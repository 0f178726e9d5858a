//! Command handlers for CLI operations
//!
//! `kinds` and `check` only read the configuration. The other handlers
//! start the swarm, run one operation, print the results and tear the swarm
//! down, also when the operation itself failed.

use anyhow::{Context, Result};
use serde_json::{json, Value};
use std::sync::Arc;

use crate::config::Config;
use crate::conversation::ConversationDriver;
use crate::orchestrator::{AggregateOptions, Orchestrator, Responses};
use crate::registry::{RegistrySettings, SessionRegistry};
use crate::session::resolve_credentials;
use crate::transport::WebDriverFactory;
use sdk::{AuthError, ChorusErrorExt};

/// Output format for command results
#[derive(Debug, Clone, Copy)]
pub enum OutputFormat {
    /// Human-readable text output
    Text,
    /// JSON output for machine consumption
    Json,
}

/// List the endpoint kinds known to this configuration
pub async fn handle_kinds(config: &Config, format: OutputFormat) -> Result<()> {
    let catalog = config.catalog();

    match format {
        OutputFormat::Json => {
            let kinds: Vec<Value> = catalog
                .iter()
                .map(|(kind, profile)| {
                    json!({
                        "kind": kind,
                        "name": profile.name,
                        "url": profile.url,
                        "login": profile.requires_login(),
                        "capabilities": profile.capabilities(),
                    })
                })
                .collect();
            println!("{}", serde_json::to_string_pretty(&kinds)?);
        }
        OutputFormat::Text => {
            println!("Known endpoint kinds ({}):", catalog.len());
            println!();
            for (kind, profile) in catalog.iter() {
                let caps = profile.capabilities();
                println!("  {:<12} {}", kind, profile.url);
                println!(
                    "               regenerate: {}, reset: {}, login: {}",
                    yes_no(caps.supports_regenerate),
                    yes_no(caps.supports_reset),
                    yes_no(profile.requires_login())
                );
            }
        }
    }
    Ok(())
}

/// Validate the configuration and report what would be started
pub async fn handle_check(config: &Config, format: OutputFormat) -> Result<()> {
    let specs = config.session_specs()?;
    let mut issues = Vec::new();
    let mut sessions = Vec::new();

    for spec in &specs {
        let credentials = match resolve_credentials(&spec.profile, &spec.options) {
            Ok(Some(_)) => "found".to_string(),
            Ok(None) if !spec.profile.requires_login() || spec.options.skip_login() => {
                "not needed".to_string()
            }
            Ok(None) => "missing (login skipped)".to_string(),
            Err(AuthError::MissingCredentials { uname_var, pwd_var }) => {
                issues.push(format!("{}: set {} and {}", spec.tag, uname_var, pwd_var));
                format!("missing ({} / {})", uname_var, pwd_var)
            }
            Err(e) => {
                issues.push(format!("{}: {}", spec.tag, e));
                "invalid".to_string()
            }
        };
        sessions.push((spec, credentials));
    }

    if specs.is_empty() {
        issues.push("No sessions configured. Add [[sessions]] entries to config.toml".to_string());
    }

    match format {
        OutputFormat::Json => {
            let sessions: Vec<Value> = sessions
                .iter()
                .map(|(spec, credentials)| {
                    json!({
                        "tag": spec.tag,
                        "kind": spec.kind,
                        "url": spec.profile.url,
                        "credentials": credentials,
                    })
                })
                .collect();
            let output = json!({
                "webdriver": config.webdriver.url,
                "sessions": sessions,
                "issues": issues,
            });
            println!("{}", serde_json::to_string_pretty(&output)?);
        }
        OutputFormat::Text => {
            println!("WebDriver: {}", config.webdriver.url);
            println!("Sessions ({}):", specs.len());
            for (spec, credentials) in &sessions {
                println!("  {:<16} {:<12} credentials: {}", spec.tag, spec.kind, credentials);
            }
            if issues.is_empty() {
                println!("\nConfiguration OK.");
            } else {
                println!("\nIssues:");
                for issue in &issues {
                    println!("  - {}", issue);
                }
            }
        }
    }

    if issues.is_empty() {
        Ok(())
    } else {
        anyhow::bail!("{} issue(s) found", issues.len())
    }
}

pub async fn handle_ask(config: &Config, tag: &str, prompt: &str, format: OutputFormat) -> Result<()> {
    let orchestrator = start_swarm(config).await?;
    let result = orchestrator.interact(tag, prompt).await;
    orchestrator.teardown().await;

    let mut responses = Responses::new();
    responses.insert(tag.to_string(), result);
    print_responses(None, &responses, format)
}

pub async fn handle_broadcast(
    config: &Config,
    prompt: &str,
    exclude: &[String],
    format: OutputFormat,
) -> Result<()> {
    let orchestrator = start_swarm(config).await?;
    let exclude: Vec<&str> = exclude.iter().map(String::as_str).collect();
    let responses = orchestrator.broadcast(prompt, &exclude).await;
    orchestrator.teardown().await;

    print_responses(None, &responses, format)
}

pub async fn handle_aggregate(
    config: &Config,
    prompt: &str,
    aggregators: &[String],
    agg_prompt: &str,
    options: AggregateOptions,
    format: OutputFormat,
) -> Result<()> {
    let orchestrator = start_swarm(config).await?;
    let aggregators: Vec<&str> = aggregators.iter().map(String::as_str).collect();
    let (responses, verdicts) = orchestrator
        .broadcast_and_aggregate(prompt, &aggregators, agg_prompt, options)
        .await;
    orchestrator.teardown().await;

    print_stages(&responses, "aggregation", &verdicts, format)
}

pub async fn handle_vote(config: &Config, prompt: &str, voting_prompt: &str, format: OutputFormat) -> Result<()> {
    let orchestrator = start_swarm(config).await?;
    let (responses, votes) = orchestrator.broadcast_and_vote(prompt, voting_prompt).await;
    orchestrator.teardown().await;

    print_stages(&responses, "votes", &votes, format)
}

pub async fn handle_converse(
    config: &Config,
    intro1: &str,
    intro2: &str,
    rounds: usize,
    use_response1: bool,
    format: OutputFormat,
) -> Result<()> {
    let orchestrator = start_swarm(config).await?;
    let exchanges = converse(&orchestrator, intro1, intro2, rounds, use_response1).await;
    orchestrator.teardown().await;
    let (heads, exchanges) = exchanges?;

    match format {
        OutputFormat::Json => {
            let (h1, h2) = (heads.0.as_str(), heads.1.as_str());
            let turns: Vec<Value> = exchanges
                .iter()
                .map(|(r1, r2)| json!({ h1: r1, h2: r2 }))
                .collect();
            println!("{}", serde_json::to_string_pretty(&turns)?);
        }
        OutputFormat::Text => {
            for (round, (r1, r2)) in exchanges.iter().enumerate() {
                println!("--- round {} ---", round);
                println!("[{}] {}", heads.0, r1);
                println!("[{}] {}", heads.1, r2);
            }
        }
    }
    Ok(())
}

type Exchanges = ((String, String), Vec<(String, String)>);

async fn converse(
    orchestrator: &Orchestrator,
    intro1: &str,
    intro2: &str,
    rounds: usize,
    use_response1: bool,
) -> Result<Exchanges> {
    let mut driver = ConversationDriver::new(orchestrator)?;
    let heads = {
        let (h1, h2) = driver.heads();
        (h1.to_string(), h2.to_string())
    };

    let mut exchanges = vec![driver.start(intro1, intro2, use_response1).await?];
    for _ in 0..rounds {
        exchanges.push(driver.continue_turn(None, None).await?);
    }
    Ok((heads, exchanges))
}

pub async fn handle_reset(config: &Config, tags: &[String], format: OutputFormat) -> Result<()> {
    let orchestrator = start_swarm(config).await?;
    let tags: Vec<&str> = tags.iter().map(String::as_str).collect();
    let target = (!tags.is_empty()).then_some(tags.as_slice());
    let status = orchestrator.reset_many(target).await;
    orchestrator.teardown().await;

    match format {
        OutputFormat::Json => println!("{}", serde_json::to_string_pretty(&status)?),
        OutputFormat::Text => {
            for (tag, ok) in &status {
                println!("[{}] {}", tag, if *ok { "reset" } else { "not reset" });
            }
        }
    }
    Ok(())
}

/// Build the configured swarm on the configured WebDriver endpoint
///
/// Sessions that fail to start are reported and left out. Fails only when
/// no session is usable.
async fn start_swarm(config: &Config) -> Result<Orchestrator> {
    let specs = config.session_specs()?;
    anyhow::ensure!(!specs.is_empty(), "No sessions configured");

    let factory = WebDriverFactory::new(&config.webdriver).context("Failed to set up WebDriver client")?;
    let registry =
        SessionRegistry::build(specs, Arc::new(factory), RegistrySettings::from(&config.swarm)).await;

    for line in registry.failure_report() {
        eprintln!("warning: {}", line);
    }
    anyhow::ensure!(!registry.is_empty(), "No session could be started");

    Ok(Orchestrator::from_config(Arc::new(registry), &config.swarm))
}

fn responses_json(responses: &Responses) -> Value {
    let entries = responses
        .iter()
        .map(|(tag, result)| {
            let value = match result {
                Ok(response) => json!({ "response": response }),
                Err(e) => json!({ "error": e.to_string(), "hint": e.user_hint() }),
            };
            (tag.clone(), value)
        })
        .collect();
    Value::Object(entries)
}

fn print_responses_text(responses: &Responses) {
    for (tag, result) in responses {
        match result {
            Ok(response) => println!("[{}] {}", tag, response),
            Err(e) => println!("[{}] error: {} ({})", tag, e, e.user_hint()),
        }
    }
}

fn print_responses(label: Option<&str>, responses: &Responses, format: OutputFormat) -> Result<()> {
    match format {
        OutputFormat::Json => println!("{}", serde_json::to_string_pretty(&responses_json(responses))?),
        OutputFormat::Text => {
            if let Some(label) = label {
                println!("--- {} ---", label);
            }
            print_responses_text(responses);
        }
    }
    Ok(())
}

fn print_stages(responses: &Responses, label: &str, verdicts: &Responses, format: OutputFormat) -> Result<()> {
    match format {
        OutputFormat::Json => {
            let output = json!({
                "responses": responses_json(responses),
                label: responses_json(verdicts),
            });
            println!("{}", serde_json::to_string_pretty(&output)?);
            Ok(())
        }
        OutputFormat::Text => {
            print_responses(Some("responses"), responses, format)?;
            print_responses(Some(label), verdicts, format)
        }
    }
}

fn yes_no(flag: bool) -> &'static str {
    if flag {
        "yes"
    } else {
        "no"
    }
}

### WORK ORDER
Reproduce only this range: the first line of the data above through the line with "use crate::config::Config;", both included, exactly as written.

### SOLUTION TO THE EXERCISE
repository 0f178726e9d5858a
//! Command handlers for CLI operations
//!
//! `kinds` and `check` only read the configuration. The other handlers
//! start the swarm, run one operation, print the results and tear the swarm
//! down, also when the operation itself failed.

use anyhow::{Context, Result};
use serde_json::{json, Value};
use std::sync::Arc;

use crate::config::Config;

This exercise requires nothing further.